(algorithm)
Definition: Permute a string. Repeated substrings lead to repeated characters in the permuted string, which is easier to compress. Knowing which character was last in the original string, the original can be reconstructed from the rearranged string.
Also known as BWT.
Aggregate child (... is a part of or used in me.)
sort.
Note:
The transform may be defined in relation to the suffix array as follows. The result is an array BWT such that
BWT[i] = T[SA[i]-1], if SA[i] > 1, otherwise $
where T is the original string, i goes from 1 (1-based indexing) to the length of T, SA is the suffix array of T, and $ is the special character indicating the end of string.
Author: PEB
Burrows-Wheeler_transform [Wikipedia].
Michael Burrows and David J. Wheeler, A Block-sorting Lossless Data Compression Algorithm, Research Report SRC-124, Digital Equipment Corporation, Palo Alto, California, May 1994.
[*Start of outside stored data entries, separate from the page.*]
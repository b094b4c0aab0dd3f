//! Sheet Layout Module
//!
//! 選手レコードからシートの論理構造（タイトル、ヘッダー、各セルの文字列と
//! 塗りつぶし色、列幅）を構築するモジュール。
//!
//! ワークブックへの書き出しは`writer`モジュールが担当し、このモジュールは
//! 純粋なデータ変換のみを行います。

use unicode_width::UnicodeWidthStr;

use crate::catalog::{PositionCatalog, Rgb};
use crate::types::PlayerRecord;

/// 背番号列のヘッダー
pub const NUMBER_HEADER: &str = "Number";

/// 選手名列のヘッダー
pub const NAME_HEADER: &str = "Name";

/// ポジション列より前にある固定列の数
const FIXED_COLUMNS: usize = 2;

/// 列幅に加える余白（文字数）
const WIDTH_PADDING: usize = 2;

/// レイアウト上の1セル
#[derive(Debug, Clone, PartialEq, Eq)]
pub struct LayoutCell {
    /// 表示文字列（空の場合は空セル）
    pub text: String,

    /// 塗りつぶし色
    pub fill: Option<Rgb>,
}

impl LayoutCell {
    fn plain(text: impl Into<String>) -> Self {
        Self {
            text: text.into(),
            fill: None,
        }
    }

    fn empty() -> Self {
        Self::plain(String::new())
    }

    /// セルが空かどうか
    pub fn is_empty(&self) -> bool {
        self.text.is_empty()
    }
}

/// シートの論理構造
///
/// 1行目はタイトル、2行目はヘッダー、3行目以降は入力順の選手行です。
///
/// # 使用例
///
/// ```rust
/// use squadsheet::{parse_roster, MalformedLinePolicy, PositionCatalog, SheetLayout};
///
/// let players = parse_roster("7\tMessi\tRW\tCF", MalformedLinePolicy::Reject).unwrap();
/// let layout = SheetLayout::build("Inter Miami", &players, &PositionCatalog::standard());
///
/// assert_eq!(layout.title(), "Inter Miami Squad List");
/// assert_eq!(layout.column_count(), 15);
/// assert_eq!(layout.rows()[0][12].text, "RW");
/// ```
#[derive(Debug, Clone, PartialEq)]
pub struct SheetLayout {
    /// タイトル文字列
    title: String,

    /// ヘッダー行
    header: Vec<String>,

    /// 選手行（各行の長さはヘッダーと同じ）
    rows: Vec<Vec<LayoutCell>>,

    /// 列幅（文字数単位）
    column_widths: Vec<f64>,
}

impl SheetLayout {
    /// 選手レコードからレイアウトを構築する
    ///
    /// # 引数
    ///
    /// * `club` - クラブ名（タイトルに使用）
    /// * `players` - 選手レコード（この順序で行を出力）
    /// * `catalog` - ポジション列の定義
    pub fn build(club: &str, players: &[PlayerRecord], catalog: &PositionCatalog) -> Self {
        let title = format!("{} Squad List", club);

        let header: Vec<String> = [NUMBER_HEADER, NAME_HEADER]
            .iter()
            .map(|h| h.to_string())
            .chain(catalog.codes().map(str::to_string))
            .collect();

        let rows: Vec<Vec<LayoutCell>> = players
            .iter()
            .map(|player| Self::build_row(player, catalog))
            .collect();

        let column_widths = Self::calculate_column_widths(&title, &header, &rows);

        Self {
            title,
            header,
            rows,
            column_widths,
        }
    }

    /// 1選手分の行を構築
    fn build_row(player: &PlayerRecord, catalog: &PositionCatalog) -> Vec<LayoutCell> {
        let mut row = Vec::with_capacity(FIXED_COLUMNS + catalog.len());
        row.push(LayoutCell::plain(player.number.as_str()));
        row.push(LayoutCell::plain(player.name.as_str()));

        for position in catalog.iter() {
            if player.plays(&position.code) {
                row.push(LayoutCell {
                    text: position.code.clone(),
                    fill: position.color,
                });
            } else {
                row.push(LayoutCell::empty());
            }
        }

        row
    }

    /// 各列の最大表示幅 + 余白を計算する
    ///
    /// タイトルは結合セルの親（A1）として1列目の幅に含めます。
    /// 空セルは幅0として扱います。
    fn calculate_column_widths(
        title: &str,
        header: &[String],
        rows: &[Vec<LayoutCell>],
    ) -> Vec<f64> {
        let mut widths: Vec<usize> = header.iter().map(|h| h.width()).collect();

        if let Some(first) = widths.first_mut() {
            *first = (*first).max(title.width());
        }

        for row in rows {
            for (col_idx, cell) in row.iter().enumerate() {
                widths[col_idx] = widths[col_idx].max(cell.text.width());
            }
        }

        widths
            .into_iter()
            .map(|w| (w + WIDTH_PADDING) as f64)
            .collect()
    }

    /// タイトル文字列
    pub fn title(&self) -> &str {
        &self.title
    }

    /// ヘッダー行
    pub fn header(&self) -> &[String] {
        &self.header
    }

    /// 選手行
    pub fn rows(&self) -> &[Vec<LayoutCell>] {
        &self.rows
    }

    /// 列数（固定列 + ポジション列）
    pub fn column_count(&self) -> usize {
        self.header.len()
    }

    /// 列幅（文字数単位、余白込み）
    pub fn column_widths(&self) -> &[f64] {
        &self.column_widths
    }

    /// 選手行を文字列として取得
    pub fn row_texts(&self, idx: usize) -> Option<Vec<&str>> {
        self.rows
            .get(idx)
            .map(|row| row.iter().map(|cell| cell.text.as_str()).collect())
    }
}
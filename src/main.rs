//! squadsheet command-line tool
//!
//! Reads a pasted squad list from a file or stdin and writes the color-coded
//! squad sheet.

use std::fs;
use std::io::{self, Read};
use std::path::PathBuf;

use anyhow::{bail, Context};
use clap::{Parser, ValueEnum};
use squadsheet::{
    HttpLogoFetcher, MalformedLinePolicy, NoLogo, OutputFormat, SquadSheetBuilder,
    DEFAULT_LOGO_HOST,
};

#[derive(Clone, Copy, ValueEnum)]
enum Format {
    Xlsx,
    Json,
}

#[derive(Parser)]
#[command(version, about = "Generate a color-coded Excel squad sheet from a pasted squad list")]
struct Opts {
    /// Club name, used for the title, the logo lookup and the file name
    #[arg(short, long)]
    club: String,

    /// Squad list file (one player per line: number, name, positions); stdin when omitted or `-`
    roster: Option<PathBuf>,

    /// Output file or directory; a temporary file is created when omitted
    #[arg(short, long)]
    output: Option<PathBuf>,

    /// Do not fetch the club logo
    #[arg(long)]
    no_logo: bool,

    /// Base URL of the logo service
    #[arg(long, default_value = DEFAULT_LOGO_HOST)]
    logo_host: String,

    /// Skip lines without a number and a name instead of failing
    #[arg(long)]
    skip_malformed: bool,

    /// Output format
    #[arg(long, value_enum, default_value = "xlsx")]
    format: Format,
}

fn main() -> anyhow::Result<()> {
    env_logger::init();

    let opts = Opts::parse();
    let roster = read_roster(opts.roster.as_ref())?;

    if roster.trim().is_empty() || opts.club.trim().is_empty() {
        bail!("Please provide both squad list and club name.");
    }

    let policy = if opts.skip_malformed {
        MalformedLinePolicy::Skip
    } else {
        MalformedLinePolicy::Reject
    };
    let builder = SquadSheetBuilder::new().with_malformed_line_policy(policy);
    let builder = if opts.no_logo {
        builder.with_logo_fetcher(NoLogo)
    } else {
        builder.with_logo_fetcher(HttpLogoFetcher::with_base_url(opts.logo_host.as_str()))
    };
    let generator = builder.build()?;

    if let Format::Json = opts.format {
        match &opts.output {
            Some(path) => {
                let file = fs::File::create(path)
                    .with_context(|| format!("Failed to create {}", path.display()))?;
                generator.convert(&roster, &opts.club, OutputFormat::Json, file)?;
            }
            None => generator.convert(&roster, &opts.club, OutputFormat::Json, io::stdout())?,
        }
        return Ok(());
    }

    let sheet = generator.generate(&roster, &opts.club)?;
    let path = match &opts.output {
        Some(path) => sheet.save(path)?,
        None => sheet.save_to_temp_file()?,
    };

    log::info!(
        "{} player(s), logo {}",
        sheet.player_count(),
        if sheet.has_logo() { "embedded" } else { "omitted" }
    );
    println!("{}", path.display());
    Ok(())
}

fn read_roster(path: Option<&PathBuf>) -> anyhow::Result<String> {
    match path {
        Some(path) if path.as_os_str() != "-" => fs::read_to_string(path)
            .with_context(|| format!("Failed to read squad list {}", path.display())),
        _ => {
            let mut roster = String::new();
            io::stdin()
                .read_to_string(&mut roster)
                .context("Failed to read squad list from stdin")?;
            Ok(roster)
        }
    }
}
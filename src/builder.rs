//! Builder Module
//!
//! Fluent Builder APIを提供し、`SquadSheetGenerator`インスタンスを段階的に構築する。

use std::fs::File;
use std::io::Write;
use std::path::{Path, PathBuf};

use serde::Serialize;

use crate::api::{MalformedLinePolicy, OutputFormat};
use crate::catalog::PositionCatalog;
use crate::error::SquadSheetError;
use crate::layout::SheetLayout;
use crate::logo::{club_slug, suggested_file_name, HttpLogoFetcher, LogoFetcher};
use crate::parser::parse_roster;
use crate::types::{CellCoord, PlayerRecord};
use crate::writer::{render, SheetStyle};

/// Excelのシート名の最大文字数
const MAX_SHEET_NAME_LEN: usize = 31;

/// シート名に使用できない文字
const INVALID_SHEET_NAME_CHARS: [char; 7] = ['[', ']', ':', '*', '?', '/', '\\'];

/// 生成処理の設定を保持する内部構造体
#[derive(Debug)]
pub(crate) struct GeneratorConfig {
    /// ポジション列の定義
    pub catalog: PositionCatalog,

    /// 不正な名簿行の扱い
    pub malformed_lines: MalformedLinePolicy,

    /// ロゴ取得器（`None`の場合は`build()`時に`HttpLogoFetcher`を生成）
    pub logo_fetcher: Option<Box<dyn LogoFetcher>>,

    /// シートの見た目
    pub style: SheetStyle,
}

impl Default for GeneratorConfig {
    fn default() -> Self {
        Self {
            catalog: PositionCatalog::standard(),
            malformed_lines: MalformedLinePolicy::Reject,
            logo_fetcher: None,
            style: SheetStyle::default(),
        }
    }
}

/// Fluent Builder APIを提供する構造体
///
/// すべての設定項目にデフォルト値が設定されており、必要な設定のみを
/// オーバーライドできます。
///
/// # 使用例
///
/// ```rust
/// use squadsheet::{MalformedLinePolicy, NoLogo, SquadSheetBuilder};
///
/// # fn main() -> Result<(), squadsheet::SquadSheetError> {
/// let generator = SquadSheetBuilder::new()
///     .with_logo_fetcher(NoLogo)
///     .with_malformed_line_policy(MalformedLinePolicy::Skip)
///     .build()?;
/// # Ok(())
/// # }
/// ```
#[derive(Debug, Default)]
pub struct SquadSheetBuilder {
    /// 内部設定（構築中）
    config: GeneratorConfig,
}

impl SquadSheetBuilder {
    /// デフォルト設定を持つビルダーインスタンスを生成する
    ///
    /// # デフォルト設定
    ///
    /// - ポジション: 標準の13ポジション
    /// - 不正な行: 処理全体を中断
    /// - ロゴ: `HttpLogoFetcher`（logo.clearbit.com）
    /// - シート名: `Squad`
    /// - タイトルのフォントサイズ: 16
    /// - ロゴ: 1行目の表の右隣（標準ではP1）に80×80で配置
    pub fn new() -> Self {
        Self::default()
    }

    /// ポジション列の定義を指定する
    pub fn with_catalog(mut self, catalog: PositionCatalog) -> Self {
        self.config.catalog = catalog;
        self
    }

    /// 不正な名簿行の扱いを指定する
    ///
    /// # 使用例
    ///
    /// ```rust
    /// use squadsheet::{MalformedLinePolicy, SquadSheetBuilder};
    ///
    /// let builder = SquadSheetBuilder::new()
    ///     .with_malformed_line_policy(MalformedLinePolicy::Skip);
    /// ```
    pub fn with_malformed_line_policy(mut self, policy: MalformedLinePolicy) -> Self {
        self.config.malformed_lines = policy;
        self
    }

    /// ロゴ取得器を指定する
    ///
    /// ネットワークを使わない場合は`NoLogo`を指定します。
    pub fn with_logo_fetcher(mut self, fetcher: impl LogoFetcher + 'static) -> Self {
        self.config.logo_fetcher = Some(Box::new(fetcher));
        self
    }

    /// ワークシート名を指定する
    pub fn with_sheet_name(mut self, name: impl Into<String>) -> Self {
        self.config.style.sheet_name = name.into();
        self
    }

    /// タイトルのフォントサイズを指定する
    pub fn with_title_font_size(mut self, size: f64) -> Self {
        self.config.style.title_font_size = size;
        self
    }

    /// ロゴを配置するセルを指定する
    ///
    /// # 引数
    ///
    /// * `row` - 行（0始まり）
    /// * `col` - 列（0始まり）
    pub fn with_logo_anchor(mut self, row: u32, col: u16) -> Self {
        self.config.style.logo_anchor = Some((row, col));
        self
    }

    /// ロゴの表示サイズを指定する
    pub fn with_logo_size(mut self, width: u32, height: u32) -> Self {
        self.config.style.logo_size = (width, height);
        self
    }

    /// 設定を検証し、`SquadSheetGenerator`インスタンスを生成する
    ///
    /// # 発生し得るエラー
    ///
    /// * `SquadSheetError::Config(String)`: 設定の検証に失敗した場合
    ///   * ポジションが空、コードが空白、コードの重複、色が24ビットを超える
    ///   * シート名が空、31文字超、使用できない文字を含む
    ///   * タイトルのフォントサイズが1〜409の範囲外
    ///   * ロゴサイズが0
    ///   * ロゴの配置セルが表と重なる
    pub fn build(self) -> Result<SquadSheetGenerator, SquadSheetError> {
        let mut config = self.config;

        // 1. ポジション定義の検証
        config.catalog.validate()?;

        // 2. シート名の検証
        let name = &config.style.sheet_name;
        if name.trim().is_empty() {
            return Err(SquadSheetError::Config(
                "Sheet name must not be blank".to_string(),
            ));
        }
        if name.chars().count() > MAX_SHEET_NAME_LEN {
            return Err(SquadSheetError::Config(format!(
                "Sheet name '{}' exceeds {} characters",
                name, MAX_SHEET_NAME_LEN
            )));
        }
        if let Some(c) = name.chars().find(|c| INVALID_SHEET_NAME_CHARS.contains(c)) {
            return Err(SquadSheetError::Config(format!(
                "Sheet name '{}' contains invalid character '{}'",
                name, c
            )));
        }

        // 3. タイトルのフォントサイズ
        let font_size = config.style.title_font_size;
        if !(1.0..=409.0).contains(&font_size) {
            return Err(SquadSheetError::Config(format!(
                "Invalid title font size: {}",
                font_size
            )));
        }

        // 4. ロゴの配置
        let (width, height) = config.style.logo_size;
        if width == 0 || height == 0 {
            return Err(SquadSheetError::Config(format!(
                "Invalid logo size: {}x{}",
                width, height
            )));
        }
        if let Some((row, col)) = config.style.logo_anchor {
            let table_cols = config.catalog.len() + 2;
            if usize::from(col) < table_cols {
                return Err(SquadSheetError::Config(format!(
                    "Logo anchor {} overlaps the squad table",
                    CellCoord::new(row, col).to_a1_notation()
                )));
            }
        }

        // 5. ロゴ取得器（未指定の場合のみHTTPクライアントを生成）
        let logo_fetcher: Box<dyn LogoFetcher> = match config.logo_fetcher.take() {
            Some(fetcher) => fetcher,
            None => Box::new(HttpLogoFetcher::new()),
        };

        Ok(SquadSheetGenerator {
            config,
            logo_fetcher,
        })
    }
}

/// 生成されたスカッドシート
///
/// ワークブックのバイト列と、推奨ファイル名、レイアウトを保持します。
#[derive(Debug, Clone)]
pub struct SquadSheet {
    file_name: String,
    bytes: Vec<u8>,
    layout: SheetLayout,
    player_count: usize,
    has_logo: bool,
}

impl SquadSheet {
    /// 推奨ファイル名（`<slug>_squad.xlsx`）
    pub fn file_name(&self) -> &str {
        &self.file_name
    }

    /// xlsxファイルのバイト列
    pub fn bytes(&self) -> &[u8] {
        &self.bytes
    }

    /// シートのレイアウト
    pub fn layout(&self) -> &SheetLayout {
        &self.layout
    }

    /// 選手行の数
    pub fn player_count(&self) -> usize {
        self.player_count
    }

    /// ロゴ画像が埋め込まれたか
    pub fn has_logo(&self) -> bool {
        self.has_logo
    }

    /// ライターに書き出す
    pub fn write_to<W: Write>(&self, mut writer: W) -> Result<(), SquadSheetError> {
        writer.write_all(&self.bytes)?;
        writer.flush()?;
        Ok(())
    }

    /// 指定されたパスに保存する
    ///
    /// パスが既存のディレクトリの場合は、その中に推奨ファイル名で保存します。
    /// 保存先のパスを返します。
    pub fn save(&self, path: impl AsRef<Path>) -> Result<PathBuf, SquadSheetError> {
        let path = path.as_ref();
        let target = if path.is_dir() {
            path.join(&self.file_name)
        } else {
            path.to_path_buf()
        };

        self.write_to(File::create(&target)?)?;
        Ok(target)
    }

    /// 一時ディレクトリに新しいxlsxファイルとして保存し、そのパスを返す
    ///
    /// ファイルは削除されずに残ります。
    pub fn save_to_temp_file(&self) -> Result<PathBuf, SquadSheetError> {
        let stem = self.file_name.trim_end_matches(".xlsx");
        let temp = tempfile::Builder::new()
            .prefix(&format!("{}_", stem))
            .suffix(".xlsx")
            .tempfile()?;
        let (file, path) = temp.keep().map_err(|e| e.error)?;
        self.write_to(file)?;
        Ok(path)
    }
}

/// JSON出力用の名簿
#[derive(Serialize)]
struct RosterExport<'a> {
    club: &'a str,
    players: &'a [PlayerRecord],
}

/// スカッドシート生成のファサード
///
/// `SquadSheetBuilder`を使用して構築された設定に基づいて、
/// 名簿テキストの解析からワークブックの生成までを実行します。
///
/// # 使用例
///
/// ```rust
/// use squadsheet::{NoLogo, SquadSheetBuilder};
///
/// # fn main() -> Result<(), squadsheet::SquadSheetError> {
/// let generator = SquadSheetBuilder::new().with_logo_fetcher(NoLogo).build()?;
/// let sheet = generator.generate("7\tMessi\tRW\tCF", "Inter Miami")?;
///
/// assert_eq!(sheet.file_name(), "intermiami_squad.xlsx");
/// assert_eq!(sheet.player_count(), 1);
/// # Ok(())
/// # }
/// ```
#[derive(Debug)]
pub struct SquadSheetGenerator {
    config: GeneratorConfig,
    logo_fetcher: Box<dyn LogoFetcher>,
}

impl SquadSheetGenerator {
    /// 名簿テキストを設定に従って解析する
    pub fn parse(&self, roster: &str) -> Result<Vec<PlayerRecord>, SquadSheetError> {
        parse_roster(roster, self.config.malformed_lines)
    }

    /// 名簿テキストとクラブ名からスカッドシートを生成する
    ///
    /// # 処理フロー
    ///
    /// 1. 入力の検証（名簿テキスト、クラブ名が空でないこと）
    /// 2. 名簿の解析
    /// 3. レイアウトの構築
    /// 4. ロゴの取得（失敗時はロゴなし）
    /// 5. ワークブックの書き出し
    ///
    /// # 発生し得るエラー
    ///
    /// * `SquadSheetError::MissingInput`: 名簿テキストまたはクラブ名が空
    /// * `SquadSheetError::MalformedLine`: `Reject`ポリシーで不正な行を検出
    /// * `SquadSheetError::Xlsx`: ワークブックの書き出しに失敗
    pub fn generate(&self, roster: &str, club: &str) -> Result<SquadSheet, SquadSheetError> {
        validate_input(roster, club)?;

        let players = self.parse(roster)?;
        let layout = SheetLayout::build(club, &players, &self.config.catalog);

        let slug = club_slug(club);
        let logo = self.logo_fetcher.fetch(&slug);
        if logo.is_none() {
            log::debug!("No logo available for '{}'", slug);
        }

        let mut rendered = render(&layout, logo.as_deref(), &self.config.style)?;
        let bytes = rendered.workbook.save_to_buffer()?;

        log::debug!(
            "Generated squad sheet for '{}' with {} player(s) ({} bytes)",
            club,
            players.len(),
            bytes.len()
        );

        Ok(SquadSheet {
            file_name: suggested_file_name(club),
            bytes,
            layout,
            player_count: players.len(),
            has_logo: rendered.has_logo,
        })
    }

    /// スカッドシートを生成して一時ファイルに保存し、そのパスを返す
    pub fn generate_to_temp_file(
        &self,
        roster: &str,
        club: &str,
    ) -> Result<PathBuf, SquadSheetError> {
        self.generate(roster, club)?.save_to_temp_file()
    }

    /// 指定されたフォーマットでライターに出力する
    ///
    /// `OutputFormat::Json`の場合はワークブックを生成せず、解析済みの
    /// 選手レコードをJSONで出力します（ロゴも取得しません）。
    pub fn convert<W: Write>(
        &self,
        roster: &str,
        club: &str,
        format: OutputFormat,
        mut output: W,
    ) -> Result<(), SquadSheetError> {
        match format {
            OutputFormat::Xlsx => self.generate(roster, club)?.write_to(output),
            OutputFormat::Json => {
                validate_input(roster, club)?;
                let players = self.parse(roster)?;
                let export = RosterExport {
                    club,
                    players: &players,
                };
                serde_json::to_writer_pretty(&mut output, &export)?;
                writeln!(output)?;
                output.flush()?;
                Ok(())
            }
        }
    }
}

/// 必須入力の検証
fn validate_input(roster: &str, club: &str) -> Result<(), SquadSheetError> {
    if roster.trim().is_empty() {
        return Err(SquadSheetError::MissingInput(
            "squad list is empty".to_string(),
        ));
    }
    if club.trim().is_empty() {
        return Err(SquadSheetError::MissingInput(
            "club name is empty".to_string(),
        ));
    }
    Ok(())
}
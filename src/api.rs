//! Public API Types
//!
//! 公開APIで使用する列挙型を定義するモジュール。

/// 不正な名簿行の扱い
///
/// 背番号と名前の2トークンを持たない行（空行を含む）を検出したときの
/// 動作を指定します。
#[derive(Debug, Clone, Copy, PartialEq, Eq, Default)]
#[non_exhaustive]
pub enum MalformedLinePolicy {
    /// 最初の不正な行で処理全体を中断する（デフォルト）
    ///
    /// `SquadSheetError::MalformedLine`に行番号と行の内容を含めて返します。
    /// 出力は一切生成されません。
    #[default]
    Reject,

    /// 不正な行を読み飛ばし、警告ログを出力する
    Skip,
}

/// 出力フォーマット
///
/// `SquadSheetGenerator::convert`の出力形式を指定します。
#[derive(Debug, Clone, Copy, PartialEq, Eq, Default)]
#[non_exhaustive]
pub enum OutputFormat {
    /// 書式付きのExcelワークブック（デフォルト）
    #[default]
    Xlsx,

    /// 解析済みの選手レコードをJSONで出力
    ///
    /// # 出力例
    ///
    /// ```json
    /// {
    ///   "club": "Inter Miami",
    ///   "players": [
    ///     {"line": 1, "number": "7", "name": "Messi",
    ///      "primary_position": "RW", "secondary_positions": ["CF"]}
    ///   ]
    /// }
    /// ```
    Json,
}
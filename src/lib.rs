//! squadsheet - Turn pasted squad lists into color-coded Excel squad sheets
//!
//! This crate parses loosely-delimited roster text (one player per line:
//! number, name, then positions) and renders it into a formatted XLSX sheet
//! with one column per recognized position, color-coded cells and an optional
//! club logo.
//!
//! # Quick Start
//!
//! ```rust,no_run
//! use squadsheet::SquadSheetBuilder;
//!
//! fn main() -> Result<(), Box<dyn std::error::Error>> {
//!     // Create a generator with default settings (fetches the club logo over HTTP)
//!     let generator = SquadSheetBuilder::new().build()?;
//!
//!     let roster = "1\tJordan Pickford\tGK\n9\tBeto\tCF\tSS";
//!
//!     // Generate the sheet and persist it to a temporary file
//!     let path = generator.generate_to_temp_file(roster, "Everton FC")?;
//!     println!("{}", path.display());
//!
//!     Ok(())
//! }
//! ```
//!
//! # Offline Generation
//!
//! ```rust
//! use squadsheet::{NoLogo, SquadSheetBuilder};
//!
//! # fn main() -> Result<(), squadsheet::SquadSheetError> {
//! let generator = SquadSheetBuilder::new().with_logo_fetcher(NoLogo).build()?;
//! let sheet = generator.generate("10 Pele CF", "Santos")?;
//!
//! assert_eq!(sheet.file_name(), "santos_squad.xlsx");
//! let xlsx_bytes: &[u8] = sheet.bytes();
//! assert!(!xlsx_bytes.is_empty());
//! # Ok(())
//! # }
//! ```
//!
//! # Parsing Only
//!
//! ```rust
//! use squadsheet::{parse_roster, MalformedLinePolicy};
//!
//! let players = parse_roster("7\tMessi\tRW\tCF", MalformedLinePolicy::Reject).unwrap();
//! assert_eq!(players[0].name, "Messi");
//! assert_eq!(players[0].primary_position, "RW");
//! ```

mod api;
mod builder;
mod catalog;
mod error;
mod layout;
mod logo;
mod parser;
mod types;
mod writer;

// 公開API
pub use api::{MalformedLinePolicy, OutputFormat};
pub use builder::{SquadSheet, SquadSheetBuilder, SquadSheetGenerator};
pub use catalog::{Position, PositionCatalog, Rgb};
pub use error::SquadSheetError;
pub use layout::{LayoutCell, SheetLayout, NAME_HEADER, NUMBER_HEADER};
pub use logo::{club_slug, suggested_file_name, HttpLogoFetcher, LogoFetcher, NoLogo, DEFAULT_LOGO_HOST};
pub use parser::parse_roster;
pub use types::PlayerRecord;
This transform is algorithm C in the paper.
If you have suggestions, corrections, or comments, please get in touch with Paul Black.
Entry modified 20 April 2022.
HTML page formatted Wed Apr 20 09:32:15 2022.
Cite this as:
Paul E. Black, "Burrows-Wheeler transform", in
Dictionary of Algorithms and Data Structures [online], Paul E. Black, ed. 20 April 2022. (accessed TODAY)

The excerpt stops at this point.